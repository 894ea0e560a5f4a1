//! Cell Ensemble CLI Module
//!
//! Command-line interface for search, prediction, scoring and registry inspection.

use clap::{Parser, Subcommand};
use colored::*;
use polars::prelude::*;
use std::path::{Path, PathBuf};
use std::sync::Arc;
use std::time::Instant;

use crate::config::{PipelineConfig, DEFAULT_ENSEMBLE_SIZE};
use crate::data::{Dataset, FeatureTable};
use crate::ensemble::PredictionSample;
use crate::pipeline::{PipelineOutcome, SelectionPipeline};
use crate::registry::DeploymentRegistry;
use crate::scoring::{ScoreReport, ScoringEngine};
use crate::search::SearchSpace;
use crate::training::{LinearProbe, TrainableModel};

// ─── Styling helpers ───────────────────────────────────────────────────────────

const W: usize = 58; // box inner width

fn dim(s: &str) -> ColoredString   { s.truecolor(100, 100, 100) }
fn accent(s: &str) -> ColoredString { s.truecolor(120, 170, 255) }
fn muted(s: &str) -> ColoredString  { s.truecolor(140, 140, 140) }
fn ok(s: &str) -> ColoredString     { s.truecolor(100, 210, 120) }

fn line_box_top()    { println!("  {}", dim("┌─────────────────────────────────────────────────────────┐")); }
fn line_box_bottom() { println!("  {}", dim("└─────────────────────────────────────────────────────────┘")); }
fn line_box_sep()    { println!("  {}", dim("├─────────────────────────────────────────────────────────┤")); }

fn line_box(content: &str) {
    let visible_len = strip_ansi(content).chars().count();
    let pad = W.saturating_sub(visible_len);
    println!("  {}  {}{} {}", dim("│"), content, " ".repeat(pad), dim("│"));
}

fn line_box_center(content: &str) {
    let visible_len = strip_ansi(content).chars().count();
    let total_pad = W.saturating_sub(visible_len);
    let left = total_pad / 2;
    let right = total_pad - left;
    println!("  {}  {}{}{} {}", dim("│"), " ".repeat(left), content, " ".repeat(right), dim("│"));
}

fn strip_ansi(s: &str) -> String {
    let mut out = String::new();
    let mut in_escape = false;
    for c in s.chars() {
        if c == '\x1b' { in_escape = true; continue; }
        if in_escape { if c == 'm' { in_escape = false; } continue; }
        out.push(c);
    }
    out
}

fn kv(key: &str, val: &str) -> String {
    format!("{} {}", muted(key), val.white())
}

fn step_ok(msg: &str) {
    println!("  {} {}", ok("✓"), msg);
}

fn step_run(msg: &str) {
    print!("  {} {}... ", accent("›"), msg);
}

fn step_done(detail: &str) {
    println!("{} {}", ok("done"), dim(detail));
}

fn section(title: &str) {
    println!();
    println!("  {}", title.white().bold());
    println!("  {}", dim(&"─".repeat(56)));
}

fn report_box(title: &str, report: &ScoreReport) {
    line_box_top();
    line_box_center(&format!("{}", title.white().bold()));
    line_box_sep();
    line_box(&kv("Score      ", &format!("{:.4}", report.score)));
    line_box(&kv("Class 0    ", &format!("{}/{} correct ({:.1}%)", report.a0, report.n0, report.class0_recall() * 100.0)));
    line_box(&kv("Class 1    ", &format!("{}/{} correct ({:.1}%)", report.a1, report.n1, report.class1_recall() * 100.0)));
    line_box_bottom();
}

// ─── CLI definition ────────────────────────────────────────────────────────────

#[derive(Parser)]
#[command(name = "cell-ensemble")]
#[command(version = env!("CARGO_PKG_VERSION"))]
#[command(about = "Nested-CV model selection and majority-vote ensembling for binary cell classification")]
#[command(long_about = None)]
pub struct Cli {
    #[command(subcommand)]
    pub command: Commands,
}

#[derive(Subcommand)]
pub enum Commands {
    /// Run the nested search, retrain the top K and register the ensemble
    Search {
        /// Labelled embedding CSV
        #[arg(short, long)]
        data: PathBuf,

        /// Separate validation CSV; a stratified holdout of --data is used otherwise
        #[arg(long)]
        validation: Option<PathBuf>,

        /// Pipeline configuration (JSON)
        #[arg(short, long)]
        config: Option<PathBuf>,

        /// Registry directory to write the ensemble to
        #[arg(short, long)]
        output: PathBuf,

        /// Override the configured seed
        #[arg(long)]
        seed: Option<u64>,

        /// Override the configured trials per outer fold
        #[arg(long)]
        trials: Option<usize>,

        #[arg(long, default_value = "id")]
        id_column: String,

        #[arg(long, default_value = "label")]
        label_column: String,
    },

    /// Predict with a registered ensemble
    Predict {
        /// Registry directory written by `search`
        #[arg(short, long)]
        registry: PathBuf,

        /// Embedding CSV; a label column, if present, is used for scoring
        #[arg(short, long)]
        data: PathBuf,

        /// Output predictions CSV
        #[arg(short, long)]
        output: Option<PathBuf>,

        /// Number of models the ensemble must contain
        #[arg(short, long, default_value_t = DEFAULT_ENSEMBLE_SIZE)]
        k: usize,

        #[arg(long, default_value = "id")]
        id_column: String,

        #[arg(long, default_value = "label")]
        label_column: String,
    },

    /// Score predicted labels against ground truth
    Score {
        /// CSV holding both columns
        #[arg(short, long)]
        data: PathBuf,

        /// Ground-truth column
        #[arg(long)]
        truth: String,

        /// Prediction column
        #[arg(long)]
        pred: String,
    },

    /// Show the ensemble held by a registry
    Inspect {
        #[arg(short, long)]
        registry: PathBuf,
    },
}

// ─── Data loading ──────────────────────────────────────────────────────────────

pub fn load_data(path: &Path) -> anyhow::Result<DataFrame> {
    let ext = path.extension().and_then(|e| e.to_str()).unwrap_or("");

    let df = match ext {
        "csv" => CsvReadOptions::default()
            .with_infer_schema_length(Some(1000))
            .with_has_header(true)
            .try_into_reader_with_file_path(Some(path.to_path_buf()))?
            .finish()?,
        _ => anyhow::bail!("Unsupported file format: {}", ext),
    };

    Ok(df)
}

fn binary_column(df: &DataFrame, name: &str) -> anyhow::Result<Vec<u8>> {
    let series = df.column(name)?.as_materialized_series().cast(&DataType::Float64)?;
    series
        .f64()?
        .into_iter()
        .enumerate()
        .map(|(i, v)| match v {
            Some(v) if v == 0.0 => Ok(0u8),
            Some(v) if v == 1.0 => Ok(1u8),
            other => Err(anyhow::anyhow!("row {}: column '{}' holds {:?}, expected 0 or 1", i, name, other)),
        })
        .collect()
}

fn write_predictions(path: &Path, samples: &[PredictionSample], k: usize) -> anyhow::Result<()> {
    let mut columns: Vec<Column> = Vec::with_capacity(2 * k + 2);
    columns.push(Column::new("id".into(), samples.iter().map(|s| s.id.clone()).collect::<Vec<String>>()));
    for m in 0..k {
        let probs: Vec<f64> = samples.iter().map(|s| s.probabilities[m]).collect();
        columns.push(Column::new(format!("p_{}", m + 1).into(), probs));
    }
    for m in 0..k {
        let decisions: Vec<u32> = samples.iter().map(|s| u32::from(s.decisions[m])).collect();
        columns.push(Column::new(format!("d_{}", m + 1).into(), decisions));
    }
    let labels: Vec<u32> = samples.iter().map(|s| u32::from(s.label)).collect();
    columns.push(Column::new("label".into(), labels));

    let mut df = DataFrame::new(columns)?;
    let mut file = std::fs::File::create(path)?;
    CsvWriter::new(&mut file).finish(&mut df)?;
    Ok(())
}

fn print_leaderboard(outcome: &PipelineOutcome) {
    section("Leaderboard");
    println!(
        "  {:<5} {:<36} {:>8} {:>8} {:>4}",
        muted("Rank"), muted("Configuration"), muted("Inner"), muted("Valid"), muted("Seen")
    );
    println!("  {}", dim(&"─".repeat(66)));
    for entry in &outcome.leaderboard {
        let label: String = entry.label.chars().take(36).collect();
        println!(
            "  {:<5} {:<36} {:>8.4} {:>8.4} {:>4}",
            entry.rank, label, entry.inner_score, entry.validation.score, entry.appearances
        );
    }
    println!("  {}", dim(&"─".repeat(66)));

    if let Some(top) = outcome.top_model() {
        println!();
        println!("  {} {} {} {:.4}", ok("top"), top.label.white().bold(), muted("validation:"), top.validation.score);
    }
    if let Some(estimate) = outcome.search.nested_estimate() {
        println!("  {} {:.4}", muted("nested-CV estimate:"), estimate);
    }
}

// ─── Commands ──────────────────────────────────────────────────────────────────

/// Load the search configuration, defaulting to the linear-probe space, and
/// refuse model kinds the backend cannot train before any data is read
pub fn search_config(config_path: Option<&Path>, backend: &dyn TrainableModel) -> anyhow::Result<PipelineConfig> {
    let config = match config_path {
        Some(p) => PipelineConfig::from_json_file(p)?,
        None => PipelineConfig::default().with_search_space(SearchSpace::linear_probe()),
    };
    let unsupported: Vec<String> = config
        .search_space
        .model_kinds
        .iter()
        .filter(|kind| !backend.supports(**kind))
        .map(|kind| kind.to_string())
        .collect();
    if !unsupported.is_empty() {
        anyhow::bail!(
            "backend {} cannot train model kinds [{}]; restrict search_space.model_kinds",
            backend.name(),
            unsupported.join(", ")
        );
    }
    Ok(config)
}

#[allow(clippy::too_many_arguments)]
pub fn cmd_search(
    data_path: &Path,
    validation_path: Option<&Path>,
    config_path: Option<&Path>,
    output: &Path,
    seed: Option<u64>,
    trials: Option<usize>,
    id_column: &str,
    label_column: &str,
) -> anyhow::Result<()> {
    section("Search");

    let backend = Arc::new(LinearProbe::new());
    let mut config = search_config(config_path, backend.as_ref())?;
    if let Some(seed) = seed {
        config = config.with_seed(seed);
    }
    if let Some(trials) = trials {
        config = config.with_trials_per_fold(trials);
    }

    step_run("Loading data");
    let start = Instant::now();
    let data = Dataset::from_csv(data_path, id_column, label_column)?;
    let (n0, n1) = data.class_counts();
    step_done(&format!("{} rows × {} features (n0={}, n1={}) in {:?}", data.len(), data.n_features(), n0, n1, start.elapsed()));

    let validation = match validation_path {
        Some(p) => Some(Dataset::from_csv(p, id_column, label_column)?),
        None => None,
    };

    println!();
    line_box_top();
    line_box(&kv("Outer folds   ", &config.outer_folds.to_string()));
    line_box(&kv("Inner folds   ", &config.inner_folds.to_string()));
    line_box(&kv("Trials/fold   ", &config.trials_per_fold.to_string()));
    line_box(&kv("Ensemble size ", &config.ensemble_size.to_string()));
    line_box(&kv("Threshold     ", &format!("{:.2}", config.decision_threshold)));
    line_box(&kv("Seed          ", &config.seed.to_string()));
    line_box_bottom();
    println!();

    let pipeline = SelectionPipeline::new(backend, config);

    step_run("Running nested search and retraining");
    let outcome = match &validation {
        Some(v) => pipeline.run(&data, v)?,
        None => pipeline.run_with_holdout(&data)?,
    };
    step_done(&format!(
        "{} trials, {} candidates in {:.1}s",
        outcome.search.trials_run,
        outcome.search.candidates.len(),
        outcome.duration_secs
    ));

    print_leaderboard(&outcome);

    let mut registry = DeploymentRegistry::open(output)?;
    let keys = pipeline.register(&outcome, &mut registry)?;
    println!();
    step_ok(&format!("{} models registered → {}", keys.len(), output.display()));
    println!();

    Ok(())
}

pub fn cmd_predict(
    registry_path: &Path,
    data_path: &Path,
    output: Option<&Path>,
    k: usize,
    id_column: &str,
    label_column: &str,
) -> anyhow::Result<()> {
    section("Predict");

    step_run("Loading ensemble");
    let registry = DeploymentRegistry::open(registry_path)?;
    let ensemble = registry.load_ensemble(&LinearProbe::new(), k)?;
    step_done(&format!("{} models, threshold {:.2}", ensemble.len(), ensemble.threshold()));

    step_run("Loading data");
    let table = FeatureTable::from_csv(data_path, id_column, Some(label_column))?;
    step_done(&format!("{} rows × {} features", table.ids.len(), table.features.ncols()));

    step_run("Predicting");
    let start = Instant::now();
    let samples = ensemble.predict(&table.ids, &table.features)?;
    let positives = samples.iter().filter(|s| s.label == 1).count();
    step_done(&format!("{} class 1 / {} class 0 in {:?}", positives, samples.len() - positives, start.elapsed()));

    if let Some(labels) = &table.labels {
        let predicted: Vec<u8> = samples.iter().map(|s| s.label).collect();
        let report = ScoringEngine::new().score(&labels.to_vec(), &predicted)?;
        println!();
        report_box("Ensemble score", &report);
    }

    match output {
        Some(path) => {
            write_predictions(path, &samples, ensemble.len())?;
            step_ok(&format!("Predictions written → {}", path.display()));
        }
        None => {
            println!();
            for s in samples.iter().take(10) {
                let probs: Vec<String> = s.probabilities.iter().map(|p| format!("{:.3}", p)).collect();
                println!("  {:<16} {} {}", s.id, dim(&probs.join(" ")), s.label.to_string().white().bold());
            }
            if samples.len() > 10 {
                println!("  {}", dim(&format!("… {} more", samples.len() - 10)));
            }
        }
    }

    println!();
    Ok(())
}

pub fn cmd_score(data_path: &Path, truth: &str, pred: &str) -> anyhow::Result<()> {
    section("Score");

    let df = load_data(data_path)?;
    let y_true = binary_column(&df, truth)?;
    let y_pred = binary_column(&df, pred)?;
    let report = ScoringEngine::new().score(&y_true, &y_pred)?;

    println!();
    report_box("Joint-label score", &report);
    println!();
    Ok(())
}

pub fn cmd_inspect(registry_path: &Path) -> anyhow::Result<()> {
    section("Registry");

    let registry = DeploymentRegistry::open(registry_path)?;
    let index = registry.index();

    println!("  {:<12} {}", muted("Root"), registry.root().display());
    println!("  {:<12} {}", muted("Models"), index.ensemble_size);
    println!("  {:<12} {:.2}", muted("Threshold"), index.decision_threshold);
    if let Some(at) = index.updated_at {
        println!("  {:<12} {}", muted("Updated"), at.to_rfc3339());
    }
    println!();

    println!("  {:<5} {:<34} {:>8} {:>8}", muted("Rank"), muted("Key"), muted("Valid"), muted("Stage"));
    println!("  {}", dim(&"─".repeat(58)));
    for record in registry.records()? {
        println!(
            "  {:<5} {:<34} {:>8.4} {:>8}",
            record.rank, record.key, record.validation.score, record.stage.to_string()
        );
    }

    println!();
    Ok(())
}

§ §

> [Required work]
Retype only this portion of the data above: the line containing "fn print_leaderboard(outcome: &PipelineOutcome)", the line containing "let mut config", and all lines between them, exactly.

> [Exercise solution]
fn print_leaderboard(outcome: &PipelineOutcome) {
    section("Leaderboard");
    println!(
        "  {:<5} {:<36} {:>8} {:>8} {:>4}",
        muted("Rank"), muted("Configuration"), muted("Inner"), muted("Valid"), muted("Seen")
    );
    println!("  {}", dim(&"─".repeat(66)));
    for entry in &outcome.leaderboard {
        let label: String = entry.label.chars().take(36).collect();
        println!(
            "  {:<5} {:<36} {:>8.4} {:>8.4} {:>4}",
            entry.rank, label, entry.inner_score, entry.validation.score, entry.appearances
        );
    }
    println!("  {}", dim(&"─".repeat(66)));

    if let Some(top) = outcome.top_model() {
        println!();
        println!("  {} {} {} {:.4}", ok("top"), top.label.white().bold(), muted("validation:"), top.validation.score);
    }
    if let Some(estimate) = outcome.search.nested_estimate() {
        println!("  {} {:.4}", muted("nested-CV estimate:"), estimate);
    }
}

// ─── Commands ──────────────────────────────────────────────────────────────────

/// Load the search configuration, defaulting to the linear-probe space, and
/// refuse model kinds the backend cannot train before any data is read
pub fn search_config(config_path: Option<&Path>, backend: &dyn TrainableModel) -> anyhow::Result<PipelineConfig> {
    let config = match config_path {
        Some(p) => PipelineConfig::from_json_file(p)?,
        None => PipelineConfig::default().with_search_space(SearchSpace::linear_probe()),
    };
    let unsupported: Vec<String> = config
        .search_space
        .model_kinds
        .iter()
        .filter(|kind| !backend.supports(**kind))
        .map(|kind| kind.to_string())
        .collect();
    if !unsupported.is_empty() {
        anyhow::bail!(
            "backend {} cannot train model kinds [{}]; restrict search_space.model_kinds",
            backend.name(),
            unsupported.join(", ")
        );
    }
    Ok(config)
}

#[allow(clippy::too_many_arguments)]
pub fn cmd_search(
    data_path: &Path,
    validation_path: Option<&Path>,
    config_path: Option<&Path>,
    output: &Path,
    seed: Option<u64>,
    trials: Option<usize>,
    id_column: &str,
    label_column: &str,
) -> anyhow::Result<()> {
    section("Search");

    let backend = Arc::new(LinearProbe::new());
    let mut config = search_config(config_path, backend.as_ref())?;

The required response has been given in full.